··· Exercise data ···
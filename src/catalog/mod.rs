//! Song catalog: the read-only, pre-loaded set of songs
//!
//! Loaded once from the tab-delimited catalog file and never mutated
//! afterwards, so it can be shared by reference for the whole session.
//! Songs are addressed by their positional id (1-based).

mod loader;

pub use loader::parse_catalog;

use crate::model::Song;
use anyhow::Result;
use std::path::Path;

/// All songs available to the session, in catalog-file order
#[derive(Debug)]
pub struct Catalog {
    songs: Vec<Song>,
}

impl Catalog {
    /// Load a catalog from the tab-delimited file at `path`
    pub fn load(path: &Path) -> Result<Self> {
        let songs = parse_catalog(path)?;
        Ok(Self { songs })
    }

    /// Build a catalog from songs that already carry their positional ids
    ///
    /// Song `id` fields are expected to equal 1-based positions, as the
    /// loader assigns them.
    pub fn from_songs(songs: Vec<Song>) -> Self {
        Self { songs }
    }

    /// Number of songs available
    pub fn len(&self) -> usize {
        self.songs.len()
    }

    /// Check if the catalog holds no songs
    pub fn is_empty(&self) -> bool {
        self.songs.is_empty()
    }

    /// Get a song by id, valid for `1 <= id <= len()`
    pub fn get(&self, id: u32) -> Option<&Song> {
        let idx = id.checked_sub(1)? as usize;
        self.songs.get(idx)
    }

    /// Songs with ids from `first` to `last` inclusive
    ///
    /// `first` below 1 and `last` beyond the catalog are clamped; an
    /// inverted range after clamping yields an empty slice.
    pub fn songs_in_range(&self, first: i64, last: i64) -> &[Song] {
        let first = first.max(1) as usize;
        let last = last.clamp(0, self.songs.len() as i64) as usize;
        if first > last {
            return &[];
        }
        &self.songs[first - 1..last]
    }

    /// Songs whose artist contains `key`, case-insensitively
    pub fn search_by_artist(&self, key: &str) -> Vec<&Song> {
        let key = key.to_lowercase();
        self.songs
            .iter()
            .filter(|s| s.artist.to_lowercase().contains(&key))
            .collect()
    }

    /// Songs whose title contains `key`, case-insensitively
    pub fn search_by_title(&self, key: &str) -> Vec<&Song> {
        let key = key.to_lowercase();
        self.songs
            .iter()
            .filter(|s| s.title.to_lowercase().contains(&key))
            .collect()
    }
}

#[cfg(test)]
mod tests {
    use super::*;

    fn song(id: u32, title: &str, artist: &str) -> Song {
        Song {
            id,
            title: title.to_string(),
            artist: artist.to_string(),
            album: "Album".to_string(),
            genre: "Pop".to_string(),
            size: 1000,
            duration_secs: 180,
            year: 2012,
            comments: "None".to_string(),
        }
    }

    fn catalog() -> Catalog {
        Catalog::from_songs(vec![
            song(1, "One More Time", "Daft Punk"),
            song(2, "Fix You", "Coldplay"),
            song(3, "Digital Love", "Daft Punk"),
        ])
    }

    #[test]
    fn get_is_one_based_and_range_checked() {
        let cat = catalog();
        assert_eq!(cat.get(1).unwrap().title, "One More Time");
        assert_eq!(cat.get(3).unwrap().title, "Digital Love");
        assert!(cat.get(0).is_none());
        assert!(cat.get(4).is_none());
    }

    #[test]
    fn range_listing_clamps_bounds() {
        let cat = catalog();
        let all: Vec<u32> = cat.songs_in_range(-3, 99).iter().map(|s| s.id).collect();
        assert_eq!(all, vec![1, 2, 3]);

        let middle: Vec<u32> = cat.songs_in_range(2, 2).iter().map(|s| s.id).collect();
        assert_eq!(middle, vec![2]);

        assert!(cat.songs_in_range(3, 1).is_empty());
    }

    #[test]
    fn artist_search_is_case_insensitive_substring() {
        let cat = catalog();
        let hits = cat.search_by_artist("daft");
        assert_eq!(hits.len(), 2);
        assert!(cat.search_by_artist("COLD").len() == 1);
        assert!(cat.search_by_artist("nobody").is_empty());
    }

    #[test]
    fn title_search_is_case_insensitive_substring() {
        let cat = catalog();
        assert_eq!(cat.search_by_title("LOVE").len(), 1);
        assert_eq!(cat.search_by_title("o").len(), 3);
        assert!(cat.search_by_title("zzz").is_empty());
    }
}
···
**Your assignment**
Copy from the entries only those lines that hold the word "path".

**Task response**
use std::path::Path;
    /// Load a catalog from the tab-delimited file at `path`
    pub fn load(path: &Path) -> Result<Self> {
        let songs = parse_catalog(path)?;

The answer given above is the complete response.